You appear to be abusing our search engine listing. huh?

I was in this thread, and I saw an ad Considering Abortion? on the bottom. Since it seemed to relate to the episode (pro-life clinics posing as abortion providers) I clicked on it to get the dope straight.

Well, it forwarded me to the page, instead of opening a new window (which I prefer). So I went back to the dope and opened the link in a new window. Then I get this pop-up message:

You appear to be abusing our search engine listing. YOUR ACTIONS ARE BEING LOGGED. Please stop clicking on our search engine listings.

My questions: Is it the message board doing this? Google? The website optionline.org?

I’ve never seen this before. And why would anyone care if I went to a website TWICE?

And why would MY ACTIONS be LOGGED?

Anybody else get this?

Maybe it’s my pregnancy hormones, but it is making me mad. :smiley:

Well. the google ad is on this page too! They must be getting a lot of abuse on that site.

My guess is that the website is paying per clickthrough, and someone opposed to their message may repeatedly click on their ad to cost them as much money as possible. They may have interpreted your two visits as an attempt at that.

I don’t get it. How can you abuse a search engine? (An ad is one thing, but a search engine is just a mindless tool.) And what did it have to do with abortion clinics? Whose search engine was it? Who’s “logging” your actions?

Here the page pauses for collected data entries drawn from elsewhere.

//! User search for starting new conversations.

use axum::extract::{Query, State};
use axum::routing::get;
use axum::{Json, Router};
use serde::{Deserialize, Serialize};
use utoipa::{IntoParams, ToSchema};

use crate::auth::middleware::AuthUser;
use crate::error::{ApiError, ApiErrorBody, FieldError};
use crate::models::user::Identity;
use crate::AppState;

const SEARCH_LIMIT: i64 = 10;

pub fn router() -> Router<AppState> {
    Router::new().route("/users/search", get(search_users))
}

#[derive(Debug, Deserialize, IntoParams)]
pub struct SearchParams {
    /// Case-insensitive substring of a username or email.
    #[serde(default)]
    pub q: String,
}

#[derive(Debug, Serialize, ToSchema)]
pub struct SearchUsersResponse {
    pub users: Vec<Identity>,
}

#[utoipa::path(
    get,
    path = "/api/v1/users/search",
    tag = "Users",
    security(("bearer" = [])),
    params(SearchParams),
    responses(
        (status = 200, description = "Matching users, caller excluded", body = SearchUsersResponse),
        (status = 400, description = "Missing query", body = ApiErrorBody),
        (status = 401, description = "Unauthorized", body = ApiErrorBody),
    ),
)]
pub async fn search_users(
    AuthUser(identity): AuthUser,
    State(state): State<AppState>,
    Query(params): Query<SearchParams>,
) -> Result<Json<SearchUsersResponse>, ApiError> {
    let query = params.q.trim();
    if query.is_empty() {
        return Err(ApiError::validation(vec![FieldError {
            field: "q".to_string(),
            message: "Search query is required".to_string(),
        }]));
    }

    // One extra so the caller can be dropped without shrinking the page.
    let users = state
        .directory
        .search(query, SEARCH_LIMIT + 1)
        .await?
        .into_iter()
        .filter(|u| u.id != identity.id)
        .take(SEARCH_LIMIT as usize)
        .collect();

    Ok(Json(SearchUsersResponse { users }))
}
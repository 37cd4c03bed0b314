//! Direct messages between two users: send, history, read state and the
//! per-user conversation list.

use std::sync::Arc;

use chat_common::{snowflake_datetime, SnowflakeGenerator};
use chrono::Utc;

use super::conversations::ConversationAggregator;
use super::events::ServerEvent;
use super::registry::SessionRegistry;
use super::validate;
use crate::db::{DurableStore, UserDirectory};
use crate::error::ChatError;
use crate::models::conversation::{ConversationPair, ConversationView, SummaryUpdate};
use crate::models::message::DirectMessage;
use crate::models::user::Identity;

/// History page sizes for [`DirectMessageRouter::fetch_history`].
#[derive(Debug, Clone, Copy)]
pub struct HistoryLimits {
    pub default: i64,
    pub max: i64,
}

impl HistoryLimits {
    /// Missing or non-positive limits fall back to the default; anything
    /// above the maximum is clamped.
    pub fn resolve(&self, requested: Option<i64>) -> i64 {
        match requested {
            Some(limit) if limit > 0 => limit.min(self.max),
            _ => self.default.min(self.max),
        }
    }
}

pub struct History {
    pub with: Identity,
    pub messages: Vec<DirectMessage>,
}

pub struct DirectMessageRouter {
    directory: Arc<dyn UserDirectory>,
    store: Arc<dyn DurableStore>,
    aggregator: Arc<ConversationAggregator>,
    registry: Arc<SessionRegistry>,
    snowflake: Arc<SnowflakeGenerator>,
    limits: HistoryLimits,
}

impl DirectMessageRouter {
    pub fn new(
        directory: Arc<dyn UserDirectory>,
        store: Arc<dyn DurableStore>,
        aggregator: Arc<ConversationAggregator>,
        registry: Arc<SessionRegistry>,
        snowflake: Arc<SnowflakeGenerator>,
        limits: HistoryLimits,
    ) -> Self {
        Self {
            directory,
            store,
            aggregator,
            registry,
            snowflake,
            limits,
        }
    }

    /// Resolve a handle through the directory.
    pub async fn resolve(&self, username: &str) -> Result<Identity, ChatError> {
        let username = username.trim();
        match self.directory.find_by_handle(username).await {
            Ok(Some(identity)) => Ok(identity),
            Ok(None) => Err(ChatError::RecipientNotFound(username.to_string())),
            Err(err) => {
                tracing::error!(%err, %username, "user directory lookup failed");
                Err(err.into())
            }
        }
    }

    /// Persist a message, update the pair's summary and deliver it to the
    /// recipient if they are online.
    ///
    /// Runs under the pair lock, so messages within a pair are delivered in
    /// the order they were persisted. Persisting is the commit point: after
    /// it the message is delivered and the send succeeds even if the summary
    /// could not be updated, in which case the aggregator repairs the pair's
    /// counters on its next write.
    pub async fn send(&self, sender: &Identity, recipient: &str, body: &str) -> Result<DirectMessage, ChatError> {
        let body = validate::message_body(body)?;
        let recipient = self.resolve(recipient).await?;
        if recipient.id == sender.id {
            return Err(ChatError::InvalidRequest("You cannot message yourself".into()));
        }

        let pair = ConversationPair::new(&sender.id, &recipient.id);
        let guard = self.aggregator.lock(&pair).await;

        let id = self.snowflake.generate();
        let sent_at = snowflake_datetime(id).unwrap_or_else(Utc::now);
        let message = DirectMessage::new(id, sender, &recipient, body, sent_at);
        if let Err(err) = self.store.save_direct_message(&message).await {
            tracing::error!(%err, sender_id = %sender.id, "failed to persist direct message");
            return Err(err.into());
        }

        let update = SummaryUpdate {
            sender: sender.clone(),
            recipient: recipient.clone(),
            body: message.body.clone(),
            sent_at: message.sent_at,
        };
        if let Err(err) = self.aggregator.record(&guard, &update).await {
            tracing::error!(
                %err,
                message_id = message.id,
                "direct message persisted but summary update failed"
            );
        }

        self.deliver(&recipient, &message);
        drop(guard);
        Ok(message)
    }

    fn deliver(&self, recipient: &Identity, message: &DirectMessage) {
        let Some(handle) = self.registry.lookup(&recipient.id) else {
            tracing::debug!(recipient_id = %recipient.id, "recipient offline, message stored");
            return;
        };
        if let Err(err) = handle.send(ServerEvent::direct_message(message)) {
            tracing::debug!(%err, recipient_id = %recipient.id, "direct message delivery failed");
        }
    }

    /// The most recent messages with `counterpart`, oldest first.
    ///
    /// Opening a conversation is the read receipt: everything addressed to
    /// the requester is marked read before the page is read, so returned
    /// messages already carry `read = true`.
    pub async fn fetch_history(
        &self,
        requester: &Identity,
        counterpart: &str,
        limit: Option<i64>,
    ) -> Result<History, ChatError> {
        let counterpart = self.resolve(counterpart).await?;
        let limit = self.limits.resolve(limit);
        let pair = ConversationPair::new(&requester.id, &counterpart.id);

        let guard = self.aggregator.lock(&pair).await;
        let marked = self.aggregator.mark_read(&guard, &requester.id).await?;
        let messages = self.store.query_direct_messages(&pair, limit).await?;
        drop(guard);

        tracing::debug!(
            user_id = %requester.id,
            with = %counterpart.id,
            marked,
            returned = messages.len(),
            "conversation history fetched"
        );
        Ok(History {
            with: counterpart,
            messages,
        })
    }

    /// Explicit "mark as read" without fetching history. Returns how many
    /// messages flipped.
    pub async fn mark_read(&self, reader: &Identity, counterpart: &str) -> Result<u64, ChatError> {
        let counterpart = self.resolve(counterpart).await?;
        let pair = ConversationPair::new(&reader.id, &counterpart.id);
        let guard = self.aggregator.lock(&pair).await;
        Ok(self.aggregator.mark_read(&guard, &reader.id).await?)
    }

    pub async fn list_conversations(&self, identity: &Identity) -> Result<Vec<ConversationView>, ChatError> {
        Ok(self.aggregator.list_for(&identity.id).await?)
    }

    pub async fn unread_total(&self, identity: &Identity) -> Result<i64, ChatError> {
        Ok(self.aggregator.unread_total(&identity.id).await?)
    }
}
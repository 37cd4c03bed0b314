//! Live messaging core: sessions, rooms, direct messages, typing and
//! presence, plus the WebSocket transport that drives them.

pub mod conversations;
pub mod direct;
pub mod events;
pub mod fanout;
pub mod handler;
pub mod presence;
pub mod registry;
pub mod rooms;
pub mod server;
pub mod session;
pub mod typing;
pub mod validate;

use std::sync::Arc;

use chat_common::SnowflakeGenerator;
use tokio::sync::mpsc::UnboundedReceiver;

use crate::config::Config;
use crate::db::{DurableStore, UserDirectory};
use crate::models::user::Identity;

use conversations::ConversationAggregator;
use direct::{DirectMessageRouter, HistoryLimits};
use events::ServerEvent;
use handler::HEARTBEAT_INTERVAL_MS;
use presence::PresenceBroadcaster;
use registry::SessionRegistry;
use rooms::RoomHub;
use session::{ConnectionHandle, Session};
use typing::TypingRelay;

/// Tunables for [`ChatGateway`].
#[derive(Debug, Clone, Copy)]
pub struct GatewaySettings {
    pub worker_id: u16,
    pub room_backfill_limit: i64,
    pub history: HistoryLimits,
}

impl Default for GatewaySettings {
    fn default() -> Self {
        Self {
            worker_id: 0,
            room_backfill_limit: 50,
            history: HistoryLimits { default: 50, max: 200 },
        }
    }
}

impl From<&Config> for GatewaySettings {
    fn from(config: &Config) -> Self {
        Self {
            worker_id: config.worker_id,
            room_backfill_limit: config.room_backfill_limit,
            history: HistoryLimits {
                default: config.history_default_limit,
                max: config.history_max_limit,
            },
        }
    }
}

/// One explicitly constructed instance owns the registry and every
/// component that reads it.
pub struct ChatGateway {
    pub registry: Arc<SessionRegistry>,
    pub conversations: Arc<ConversationAggregator>,
    pub rooms: RoomHub,
    pub direct: DirectMessageRouter,
    pub typing: TypingRelay,
    pub presence: PresenceBroadcaster,
}

impl ChatGateway {
    pub fn new(store: Arc<dyn DurableStore>, directory: Arc<dyn UserDirectory>, settings: GatewaySettings) -> Self {
        let registry = Arc::new(SessionRegistry::new());
        let snowflake = Arc::new(SnowflakeGenerator::new(settings.worker_id));
        let conversations = Arc::new(ConversationAggregator::new(store.clone()));

        Self {
            rooms: RoomHub::new(store.clone(), snowflake.clone(), settings.room_backfill_limit),
            direct: DirectMessageRouter::new(
                directory.clone(),
                store,
                conversations.clone(),
                registry.clone(),
                snowflake,
                settings.history,
            ),
            typing: TypingRelay::new(directory, registry.clone()),
            presence: PresenceBroadcaster::new(registry.clone()),
            conversations,
            registry,
        }
    }

    /// Admit an authenticated identity. The new connection receives `ready`
    /// and a welcome notification before anything else; every other live
    /// session is told the user came online.
    pub fn connect(&self, identity: Identity) -> (Session, UnboundedReceiver<ServerEvent>) {
        let (handle, rx) = ConnectionHandle::open();
        let session = Session::new(identity, handle);

        session.deliver(ServerEvent::Ready {
            user_id: session.user_id().to_string(),
            username: session.username().to_string(),
            heartbeat_interval: HEARTBEAT_INTERVAL_MS,
        });
        session.deliver(ServerEvent::notification(format!("Welcome {}", session.username())));

        if let Some(displaced) = self.registry.admit(session.clone()) {
            tracing::info!(
                user_id = %session.user_id(),
                displaced = %displaced.connection_id(),
                connection_id = %session.connection_id(),
                "session displaced by newer connection"
            );
        }
        self.presence.announce_online(&session.identity);

        (session, rx)
    }

    /// Tear down a connection: leave its rooms and, if it was still the
    /// user's routed session, take the user offline. Returns whether the
    /// user went offline.
    pub fn disconnect(&self, session: &Session) -> bool {
        let left = self.rooms.disconnect(session);
        tracing::debug!(
            connection_id = %session.connection_id(),
            rooms_left = left.len(),
            open_rooms = self.rooms.room_count(),
            "connection closed"
        );

        match self.registry.evict_connection(session.user_id(), session.connection_id()) {
            Some(_) => {
                self.presence.announce_offline(&session.identity);
                true
            }
            None => {
                tracing::debug!(
                    user_id = %session.user_id(),
                    still_online = self.registry.is_online(session.user_id()),
                    "displaced connection closed"
                );
                false
            }
        }
    }
}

Note that the link has the argument ‘wcw’ in it, and that the pop-up indicates it’s from auditor.whosclickingwho.com. That website has some code in it that checks where you came from to track who is sending them the most links.

They don’t want people messing up their stats (which is why that message would appear for people clicking the same link twice), but they’re really being pricks about it.

Yep. Those ads, they sure are a great idea. They suuure arrrrrrrrrre.

The OP said the search engine listing was being abused, not the search engine.

The OP mentioned that this was a Google ad on the SDMB, so presumably the search engine was Google.

I think they’re an excellent idea, because they raise money for the Dope that we would presumably otherwise be paying. They’re not intrusive like half the ads on every news website/search engine/email provider/etc. that explode all over your screen or raise thousands of popup windows. You can either click on them or ignore them, and you don’t end up getting pissed off and boycotting the advertisers because it takes you an hour to click through all the popups.

I just popped in to say I love the irony of someone named fetus posting to this thread. :wink:

I just tried it a few times, with the same result, so if I get aborted by the anti-choice site, or lost by the search engine, you’ll know why.

:smiley: I hadn’t even thought of that.

Tell it it eats stupid food.

Paging Evil Captor!

It’s all about click fraud

http://www.wired.com/news/culture/0,1284,65324,00.html

http://searchenginewatch.com/searchday/article.php/3503376

http://searchenginewatch.com/searchday/article.php/3387581

http://money.cnn.com/2004/12/02/technology/google_fraud/?cnn=yes

http://www.clickz.com/news/article.php/3453201

http://www.clickz.com/news/article.php/3440341

In other words, Dewey Finn nailed it. Repeatedly clicking on the ad benefits several entitities:

  1. SDMB gets paid for the click by Google.
  2. Google gets paid for the click by the the website’s publisher.
  3. Those who dislike the ad’s message. The website’s publisher has a budget for it’s advertising set up in its Google campaign. If it gets a high number of clicks, its budget might get exhausted, which will cause the ad to temporarily stop running.
  4. Competitors, not so much in this case, though. Competitors who bid less will see their ads run less frequently. If the higher bidding ad clicks out (see 3) the next-highest bidder will temporarily get the prime space.

If the SDMB becomes a serious source of click fraud, it can get in trouble with Google. There are services that will monitor clicks for click fraud (repeated clicks from the same IP address being the most obvious). Some of them probably also offer a warning such as the one you saw.

If you continue to have a problem with the administration of this board, which it constantly appears that you do, please put your complaints in the correct forum.

Questions about the operation of the board go in this (ATMB) forum.

Complaints belong in the BBQ Pit.

But, I’m sure you knew this.

samclem GQ moderator

You can abuse a search engine listing by clicking it repeatedly. See the links above for more details.

Google’s. The listing is a part of Google’s Adwords service. Advertisers pay for clicks on their sponsored listings in the Google search results. They can also choose to have their ads appear on the sites of subscribers (like the SDMB) to the Adsense program. The clicks cost them the same amount (theoretically) no matter whether they come from Gmail, Google search results, a Google associate, or an Adsense member.

Possibly nobody. Possibly a click-fraud prevention service. http://www.adwatcher.com/?clickfraud

Fine, just tell us who is logging the “violation”. And if it isn’t the SDMB, does the SDMB in any way have access or control of said violation?

We have no control over Google Ads to speak of. Not staffers, and beyond a limited extent, not even the Reader.